Les océans, les mers et les zones côtières sont un élément intégré et fondamental de l’écosystème de la planète et sont essentiels au développement durable. Ils recouvrent plus des deux tiers de la surface de la Terre et représentent 97 % de l’eau de la planète. Les océans contribuent à l’éradication de la pauvreté en offrant l’accès à des moyens de subsistance durables et à des emplois décents. Plus de 3 milliards de personnes dépendent des ressources marines et côtières pour vivre. De plus, ils jouent un rôle essentiel pour assurer la sécurité alimentaire mondiale, la santé humaine et le bien-être. Ils sont aussi le principal régulateur du climat mondial, constituent un puits important de gaz à effet de serre, sont de gigantesques réservoirs de biodiversité et jouent un rôle majeur dans la production de l’oxygène que nous respirons.

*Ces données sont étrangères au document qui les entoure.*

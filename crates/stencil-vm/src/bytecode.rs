//! Bytecode instruction set
//!
//! Flat encoding in parallel arrays: one opcode and one `i32` operand per
//! instruction, plus constant and string pools referenced by index.

use std::fmt;
use std::sync::Arc;

/// Bytecode instruction
///
/// Stack-based: operands are popped from the stack, results pushed back.
#[derive(Debug, Clone, Copy, PartialEq, Eq)]
#[repr(u8)]
pub enum OpCode {
    // === Literals ===
    /// Push the operand as an integer
    PushInt,
    /// Push a number from the constant pool
    PushConst,
    /// Push a string from the string pool
    PushStr,
    PushTrue,
    PushFalse,
    PushNull,
    PushUndefined,
    /// Pop n values and push them as a list (operand = n)
    MakeArray,

    // === Variables ===
    /// Push a variable's value; unbound names are a reference error
    Load,
    /// Push a variable's value; unbound names resolve to a host reference.
    /// Used for member objects, callees and `typeof` operands.
    LoadRef,
    /// Store top of stack to a variable (does not pop)
    Store,

    // === Access and calls ===
    /// Pop object, push `object.name` (operand = string index)
    GetProp,
    /// Pop index, pop object, push `object[index]`
    GetIndex,
    /// Pop n arguments, pop callee, push the result (operand = n)
    Call,
    /// Pop n arguments, pop receiver, push `receiver.name(args)`
    /// (operand = string index << 8 | n)
    CallMethod,

    // === Arithmetic and comparison ===
    Add,
    Sub,
    Mul,
    Div,
    Mod,
    Eq,
    Ne,
    StrictEq,
    StrictNe,
    Lt,
    Le,
    Gt,
    Ge,
    BitAnd,
    BitOr,
    BitXor,
    Shl,
    Shr,
    UShr,

    // === Integer specializations (both operands are integer literals) ===
    AddInt,
    SubInt,
    MulInt,
    DivInt,
    ModInt,
    EqInt,
    NeInt,
    LtInt,
    LeInt,
    GtInt,
    GeInt,

    // === Unary ===
    Neg,
    Plus,
    Not,
    BitNot,
    Typeof,

    // === Control flow ===
    /// Jump to the operand offset
    Jump,
    /// Pop the condition; jump if falsy
    JumpIfFalse,
    /// If top of stack is falsy jump and keep it, otherwise pop it (`&&`)
    JumpIfFalseKeep,
    /// If top of stack is truthy jump and keep it, otherwise pop it (`||`)
    JumpIfTrueKeep,
}

impl OpCode {
    /// The `*Int` specialization of a generic arithmetic or comparison op.
    pub fn int_specialization(self) -> Option<OpCode> {
        Some(match self {
            OpCode::Add => OpCode::AddInt,
            OpCode::Sub => OpCode::SubInt,
            OpCode::Mul => OpCode::MulInt,
            OpCode::Div => OpCode::DivInt,
            OpCode::Mod => OpCode::ModInt,
            OpCode::Eq | OpCode::StrictEq => OpCode::EqInt,
            OpCode::Ne | OpCode::StrictNe => OpCode::NeInt,
            OpCode::Lt => OpCode::LtInt,
            OpCode::Le => OpCode::LeInt,
            OpCode::Gt => OpCode::GtInt,
            OpCode::Ge => OpCode::GeInt,
            _ => return None,
        })
    }

    pub fn is_jump(self) -> bool {
        matches!(
            self,
            OpCode::Jump | OpCode::JumpIfFalse | OpCode::JumpIfFalseKeep | OpCode::JumpIfTrueKeep
        )
    }
}

/// A compiled expression.
#[derive(Debug, Clone, Default)]
pub struct CompiledExpr {
    pub opcodes: Vec<OpCode>,
    pub operands: Vec<i32>,
    pub constants: Vec<f64>,
    pub strings: Vec<Arc<str>>,
    /// Expression text this was compiled from.
    pub source: Arc<str>,
}

impl CompiledExpr {
    pub fn new() -> Self {
        Self::default()
    }

    /// Emit an instruction and return its offset
    pub fn emit(&mut self, op: OpCode, operand: i32) -> usize {
        let offset = self.opcodes.len();
        self.opcodes.push(op);
        self.operands.push(operand);
        offset
    }

    /// Current offset (for jump targets)
    pub fn offset(&self) -> usize {
        self.opcodes.len()
    }

    /// Point the jump at `offset` to `target`
    pub fn patch_jump(&mut self, offset: usize, target: usize) {
        self.operands[offset] = target as i32;
    }

    /// Add a number constant and return its index
    pub fn add_constant(&mut self, value: f64) -> i32 {
        if let Some(idx) = self
            .constants
            .iter()
            .position(|c| c.to_bits() == value.to_bits())
        {
            return idx as i32;
        }
        self.constants.push(value);
        (self.constants.len() - 1) as i32
    }

    /// Intern a string and return its index
    pub fn add_string(&mut self, value: &str) -> i32 {
        if let Some(idx) = self.strings.iter().position(|s| s.as_ref() == value) {
            return idx as i32;
        }
        self.strings.push(Arc::from(value));
        (self.strings.len() - 1) as i32
    }

    pub fn len(&self) -> usize {
        self.opcodes.len()
    }

    pub fn is_empty(&self) -> bool {
        self.opcodes.is_empty()
    }
}

impl fmt::Display for CompiledExpr {
    fn fmt(&self, f: &mut fmt::Formatter<'_>) -> fmt::Result {
        for (offset, (op, operand)) in self.opcodes.iter().zip(&self.operands).enumerate() {
            write!(f, "{offset:04} {op:?}")?;
            match op {
                OpCode::PushInt | OpCode::MakeArray | OpCode::Call => write!(f, " {operand}")?,
                OpCode::PushConst => write!(f, " {}", self.constants[*operand as usize])?,
                OpCode::PushStr => write!(f, " {:?}", self.strings[*operand as usize])?,
                OpCode::Load | OpCode::LoadRef | OpCode::Store | OpCode::GetProp => {
                    write!(f, " {}", self.strings[*operand as usize])?
                }
                OpCode::CallMethod => write!(
                    f,
                    " {} {}",
                    self.strings[(*operand >> 8) as usize],
                    operand & 0xff
                )?,
                op if op.is_jump() => write!(f, " -> {operand:04}")?,
                _ => {}
            }
            writeln!(f)?;
        }
        Ok(())
    }
}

Les océans, les mers et les ressources marines sont de plus en plus menacées par les activités humaines, notamment l’augmentation des émissions de CO2, le changement climatique, la pollution marine, l’extraction non durable des ressources marines ainsi que les modifications physiques et la destruction des habitats marins et côtiers. La Première Évaluation mondiale intégrée du milieu marin, achevée en 2015 sous l’égide du Mécanisme de notification et d’évaluation systématiques à l’échelle mondiale de l’état du milieu marin, y compris les aspects socioéconomiques, dresse un sombre tableau de l’état de nos océans. Les pressions anthropiques exercées sur les écosystèmes marins, y compris l’acidification des océans et le changement climatique, diminuent la résilience des océans et de leurs ressources ainsi que la capacité à fournir de manière continue des biens et des services liés aux écosystèmes. L’Assemblée générale des Nations Unies a pris connaissance avec préoccupation des conclusions de l’Évaluation : avec les pressions simultanées auxquelles les océans font face, les limites ont été atteintes ou sont près de l’être. Ce retard dans la mise en œuvre de solutions aux problèmes identifiés qui menacent de détériorer les océans entraînera, inutilement, une augmentation des coûts environnementaux, sociaux et économiques. La communauté internationale reconnaît de plus en plus qu’une économie fondée sur les océans – une économie «bleue» pour les générations actuelles et futures – doit conserver les océans, les mers et leurs ressources, et les gérer et les utiliser d’une manière durable, avec la participation de tous les secteurs, et être fondée sur la coopération et la coordination.

Ces défis ne sont pas nouveaux. Chaque année, ils sont au centre des travaux de l’Assemblée concernant les océans, le droit de la mer et les pêches durables. Des plans d’action élaborés pour traiter les questions mentionnées plus haut font aussi l’objet de débats dans des forums plus spécialisés et se reflètent dans les engagements pris par les États Membres et les acteurs pertinents dans les conclusions des grandes conférences sur le développement durable.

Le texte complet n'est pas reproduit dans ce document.